» **Saved data entries**:
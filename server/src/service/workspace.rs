//! Workspace service

use std::collections::HashSet;
use std::sync::Arc;

use dashmap::DashMap;
use serde::Serialize;
use tokio::sync::Mutex;
use tracing::{info, warn};
use uuid::Uuid;

use crate::domain::agent_config::AgentConfigSettings;
use crate::domain::variable::{VariableParams, WorkspaceVariable};
use crate::domain::workspace::{
    editor_url, generate_name, validate_desired_state_transition, CreateWorkspaceParams,
    NewWorkspace, Workspace, WorkspaceState,
};
use crate::error::{Error, Result};
use crate::infra::agent_config_repository::AgentConfigRepository;
use crate::infra::variable_repository::VariableRepository;
use crate::infra::workspace_repository::{WorkspaceFilter, WorkspaceRepository};

/// Length of the random part of a workspace name
const NAME_SUFFIX_LENGTH: usize = 6;

/// Agent config a workspace runs with
#[derive(Debug, Clone, Serialize)]
pub struct ResolvedAgentConfig {
    pub workspace_id: i64,
    pub workspaces_agent_config_version: i64,
    /// False when the stamped version fell back to the live config
    pub from_history: bool,
    #[serde(flatten)]
    pub settings: AgentConfigSettings,
}

/// Workspace service for managing workspace lifecycle
pub struct WorkspaceService {
    repository: Arc<WorkspaceRepository>,
    agent_configs: Arc<AgentConfigRepository>,
    variables: Arc<VariableRepository>,
    /// Serializes quota check and insert per cluster agent
    creation_locks: DashMap<i64, Arc<Mutex<()>>>,
}

impl WorkspaceService {
    /// Create a new workspace service
    pub fn new(
        repository: Arc<WorkspaceRepository>,
        agent_configs: Arc<AgentConfigRepository>,
        variables: Arc<VariableRepository>,
    ) -> Self {
        Self {
            repository,
            agent_configs,
            variables,
            creation_locks: DashMap::new(),
        }
    }

    /// Create a new workspace
    ///
    /// Fails when the agent has no enabled config or when the owner or the
    /// agent already reached its quota of non-terminated workspaces.
    pub async fn create(&self, params: CreateWorkspaceParams) -> Result<Workspace> {
        let agent_id = params.cluster_agent_id;
        info!(
            "Creating workspace for user {} on agent {}",
            params.user_id, agent_id
        );

        if params.devfile.trim().is_empty() {
            return Err(Error::InvalidParameter("devfile must not be empty".to_string()));
        }
        validate_variables(&params.variables)?;

        let lock = self.creation_locks.entry(agent_id).or_default().clone();
        let _guard = lock.lock().await;

        let mut tx = self.repository.begin().await?;

        let config = AgentConfigRepository::find_by_agent_in(&mut tx, agent_id)
            .await?
            .ok_or_else(|| Error::AgentConfigNotFound(agent_id.to_string()))?;
        if !config.settings.enabled {
            return Err(Error::AgentConfigDisabled(agent_id.to_string()));
        }

        let user_count =
            WorkspaceRepository::count_non_terminated(&mut tx, agent_id, Some(params.user_id))
                .await?;
        if config
            .settings
            .workspaces_per_user_quota
            .is_exceeded_by(user_count)
        {
            warn!(
                "User {} reached the per-user workspace quota of agent {}",
                params.user_id, agent_id
            );
            return Err(Error::WorkspacePerUserQuotaExceeded);
        }

        let agent_count = WorkspaceRepository::count_non_terminated(&mut tx, agent_id, None).await?;
        if config.settings.workspaces_quota.is_exceeded_by(agent_count) {
            warn!("Agent {} reached its workspace quota", agent_id);
            return Err(Error::WorkspaceQuotaExceeded);
        }

        let version = AgentConfigRepository::history_len(&mut tx, config.id).await?;

        let name = generate_name(agent_id, params.user_id, &random_suffix());
        let new_workspace = NewWorkspace {
            url: editor_url(&name, &config.settings.dns_zone),
            name,
            user_id: params.user_id,
            project_id: params.project_id,
            cluster_agent_id: agent_id,
            desired_state: WorkspaceState::Running,
            actual_state: WorkspaceState::CreationRequested,
            processed_devfile: params.devfile.clone(),
            devfile: params.devfile,
            workspaces_agent_config_version: version,
        };

        let id = WorkspaceRepository::insert(&mut tx, &new_workspace).await?;
        self.variables
            .insert_all(&mut tx, id, &params.variables)
            .await?;
        tx.commit().await?;

        info!(
            "Workspace {} created with agent config version {}",
            new_workspace.name, version
        );

        self.repository.get(id).await
    }

    /// Get a workspace by ID
    pub async fn get(&self, id: i64) -> Result<Workspace> {
        self.repository.get(id).await
    }

    /// List workspaces
    pub async fn list(&self, filter: &WorkspaceFilter) -> Result<Vec<Workspace>> {
        self.repository.list(filter).await
    }

    /// Change what the owner wants the workspace to be
    pub async fn update_desired_state(&self, id: i64, state: WorkspaceState) -> Result<Workspace> {
        let workspace = self.repository.get(id).await?;
        validate_desired_state_transition(workspace.desired_state, state)
            .map_err(Error::InvalidStateTransition)?;

        // A concurrent termination may have landed since the read above
        if !self.repository.update_desired_state(id, state).await? {
            let current = self.repository.get(id).await?;
            validate_desired_state_transition(current.desired_state, state)
                .map_err(Error::InvalidStateTransition)?;
        }

        info!(
            "Workspace {} desired state changed from {} to {}",
            workspace.name, workspace.desired_state, state
        );

        self.repository.get(id).await
    }

    /// Resolve the agent config the workspace was created against
    pub async fn resolve_agent_config(&self, id: i64) -> Result<ResolvedAgentConfig> {
        let workspace = self.repository.get(id).await?;
        let config = self
            .agent_configs
            .get_by_agent(workspace.cluster_agent_id)
            .await?;
        let history = self.agent_configs.history(config.id).await?;

        let version = workspace.workspaces_agent_config_version;
        let from_history = version >= 0 && version < history.versions_count();
        let settings = history.resolve(version, &config.settings).clone();

        Ok(ResolvedAgentConfig {
            workspace_id: workspace.id,
            workspaces_agent_config_version: version,
            from_history,
            settings,
        })
    }

    /// List the decrypted variables of a workspace
    pub async fn variables(&self, id: i64) -> Result<Vec<WorkspaceVariable>> {
        self.repository.get(id).await?;
        self.variables.list(id).await
    }
}

/// Variable keys must be non-empty and unique within a workspace
fn validate_variables(variables: &[VariableParams]) -> Result<()> {
    let mut keys = HashSet::with_capacity(variables.len());
    for variable in variables {
        if variable.key.trim().is_empty() {
            return Err(Error::InvalidParameter(
                "variable key must not be empty".to_string(),
            ));
        }
        if !keys.insert(variable.key.as_str()) {
            return Err(Error::InvalidParameter(format!(
                "duplicate variable key: {}",
                variable.key
            )));
        }
    }
    Ok(())
}

fn random_suffix() -> String {
    Uuid::new_v4().simple().to_string()[..NAME_SUFFIX_LENGTH].to_string()
}
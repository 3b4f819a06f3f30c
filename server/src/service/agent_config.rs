//! Agent config service

use std::sync::Arc;

use serde::Serialize;
use tracing::info;

use crate::domain::agent_config::{AgentConfig, AgentConfigSettings};
use crate::error::{Error, Result};
use crate::infra::agent_config_repository::AgentConfigRepository;

/// Live config of an agent with the size of its history
#[derive(Debug, Clone, Serialize)]
pub struct AgentConfigView {
    #[serde(flatten)]
    pub config: AgentConfig,
    pub versions_count: i64,
}

/// Agent config service
pub struct AgentConfigService {
    repository: Arc<AgentConfigRepository>,
}

impl AgentConfigService {
    pub fn new(repository: Arc<AgentConfigRepository>) -> Self {
        Self { repository }
    }

    /// Create the config of an agent, or replace it while recording the
    /// outgoing settings as a new version
    pub async fn upsert(
        &self,
        cluster_agent_id: i64,
        settings: AgentConfigSettings,
    ) -> Result<AgentConfigView> {
        if settings.dns_zone.trim().is_empty() {
            return Err(Error::InvalidParameter("dns_zone must not be empty".to_string()));
        }

        let mut tx = self.repository.begin().await?;
        match AgentConfigRepository::find_by_agent_in(&mut tx, cluster_agent_id).await? {
            Some(current) => {
                AgentConfigRepository::update(&mut tx, &current, &settings).await?;
                info!("Updated agent config of agent {}", cluster_agent_id);
            }
            None => {
                AgentConfigRepository::create(&mut tx, cluster_agent_id, &settings).await?;
                info!("Created agent config of agent {}", cluster_agent_id);
            }
        }
        tx.commit().await?;

        self.get(cluster_agent_id).await
    }

    /// Get the live config of an agent
    pub async fn get(&self, cluster_agent_id: i64) -> Result<AgentConfigView> {
        let config = self.repository.get_by_agent(cluster_agent_id).await?;
        let versions_count = self.repository.history(config.id).await?.versions_count();

        Ok(AgentConfigView {
            config,
            versions_count,
        })
    }
}
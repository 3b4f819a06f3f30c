//! Read interface over persisted workspaces
//!
//! The authorization pipeline only depends on this trait, so it can be driven
//! by the SQLite repository in production and by mocks in tests.

use async_trait::async_trait;

use crate::domain::workspace::Workspace;
use crate::error::Result;

#[cfg_attr(test, mockall::automock)]
#[async_trait]
pub trait WorkspaceStore: Send + Sync {
    /// Find the workspace with exactly this name
    async fn find_by_name(&self, name: &str) -> Result<Option<Workspace>>;
}
//! Health check handler

use axum::Json;
use serde::Serialize;

#[derive(Debug, Serialize)]
pub struct HealthResponse {
    pub status: &'static str,
    pub version: &'static str,
}

pub async fn health_check() -> Json<HealthResponse> {
    Json(HealthResponse {
        status: "ok",
        version: env!("CARGO_PKG_VERSION"),
    })
}
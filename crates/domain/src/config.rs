mod errors;
mod logging;
mod resolver;
mod root;

pub use errors::ConfigError;
pub use logging::LoggingConfig;
pub use resolver::{ResolverConfig, RootServerEntry};
pub use root::{CliOverrides, Config};
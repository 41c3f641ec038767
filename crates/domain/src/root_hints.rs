//! Bootstrap table of the IANA root servers.
//! See <https://www.iana.org/domains/root/servers>.

use crate::{DomainName, NameServer};
use std::net::Ipv4Addr;

pub const ROOT_SERVERS: [(&str, Ipv4Addr); 13] = [
    ("a.root-servers.net.", Ipv4Addr::new(198, 41, 0, 4)),
    ("b.root-servers.net.", Ipv4Addr::new(170, 247, 170, 2)),
    ("c.root-servers.net.", Ipv4Addr::new(192, 33, 4, 12)),
    ("d.root-servers.net.", Ipv4Addr::new(199, 7, 91, 13)),
    ("e.root-servers.net.", Ipv4Addr::new(192, 203, 230, 10)),
    ("f.root-servers.net.", Ipv4Addr::new(192, 5, 5, 241)),
    ("g.root-servers.net.", Ipv4Addr::new(192, 112, 36, 4)),
    ("h.root-servers.net.", Ipv4Addr::new(198, 97, 190, 53)),
    ("i.root-servers.net.", Ipv4Addr::new(192, 36, 148, 17)),
    ("j.root-servers.net.", Ipv4Addr::new(192, 58, 128, 30)),
    ("k.root-servers.net.", Ipv4Addr::new(193, 0, 14, 129)),
    ("l.root-servers.net.", Ipv4Addr::new(199, 7, 83, 42)),
    ("m.root-servers.net.", Ipv4Addr::new(202, 12, 27, 33)),
];

pub fn root_servers() -> Vec<NameServer> {
    ROOT_SERVERS
        .iter()
        .filter_map(|(name, ip)| {
            name.parse::<DomainName>()
                .ok()
                .map(|name| NameServer::new(name, *ip))
        })
        .collect()
}
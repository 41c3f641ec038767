use async_trait::async_trait;
use rootwalk_domain::{DomainError, DomainName};
use std::net::IpAddr;

/// Address lookup through whatever resolver the host system provides.
/// Used for nameservers a referral names without glue.
#[async_trait]
pub trait HostResolver: Send + Sync {
    async fn resolve_host(&self, host: &DomainName) -> Result<Vec<IpAddr>, DomainError>;
}
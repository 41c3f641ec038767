use crate::ports::HostResolver;
use rootwalk_domain::NameServer;
use std::net::IpAddr;
use std::sync::Arc;
use tracing::{debug, info, warn};

/// Picks the nameserver to follow a referral to.
pub struct NameserverSelector {
    host_resolver: Arc<dyn HostResolver>,
}

impl NameserverSelector {
    pub fn new(host_resolver: Arc<dyn HostResolver>) -> Self {
        Self { host_resolver }
    }

    /// Returns the first candidate with glue, untouched. Otherwise looks the
    /// candidates up in order and returns the first one that resolves to an
    /// IPv4 address, paired with that address.
    pub async fn resolve_any(&self, candidates: &[NameServer]) -> Option<NameServer> {
        if let Some(glued) = candidates.iter().find(|ns| ns.has_address()) {
            debug!(nameserver = %glued, "Using glue address");
            return Some(glued.clone());
        }

        for candidate in candidates {
            match self.host_resolver.resolve_host(&candidate.name).await {
                Ok(addresses) => {
                    let ipv4 = addresses.iter().find_map(|ip| match ip {
                        IpAddr::V4(v4) => Some(*v4),
                        IpAddr::V6(_) => None,
                    });
                    match ipv4 {
                        Some(ip) => {
                            info!("Resolved DNS server name {} to IP {}", candidate.name, ip);
                            return Some(candidate.with_address(ip));
                        }
                        None => {
                            debug!(nameserver = %candidate.name, found = addresses.len(), "No IPv4 address");
                        }
                    }
                }
                Err(e) => {
                    warn!(nameserver = %candidate.name, error = %e, "Nameserver lookup failed");
                }
            }
        }

        None
    }
}
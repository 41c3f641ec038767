use anyhow::Context;
use rootwalk_domain::{CliOverrides, Config};

pub fn load_config(path: Option<&str>, cli_overrides: CliOverrides) -> anyhow::Result<Config> {
    let config = Config::load(path, cli_overrides).context("Failed to load configuration")?;
    config.validate().context("Invalid configuration")?;
    Ok(config)
}
mod resolve_iteratively;

pub use resolve_iteratively::{ResolveIterativelyUseCase, DEFAULT_MAX_REFERRAL_DEPTH};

» **WHAT THE TASK REQUIRES**:
Each line in the data that has the word "glued" counts once; state how many such lines there are, without comment.

» **ANSWER BOX**:
3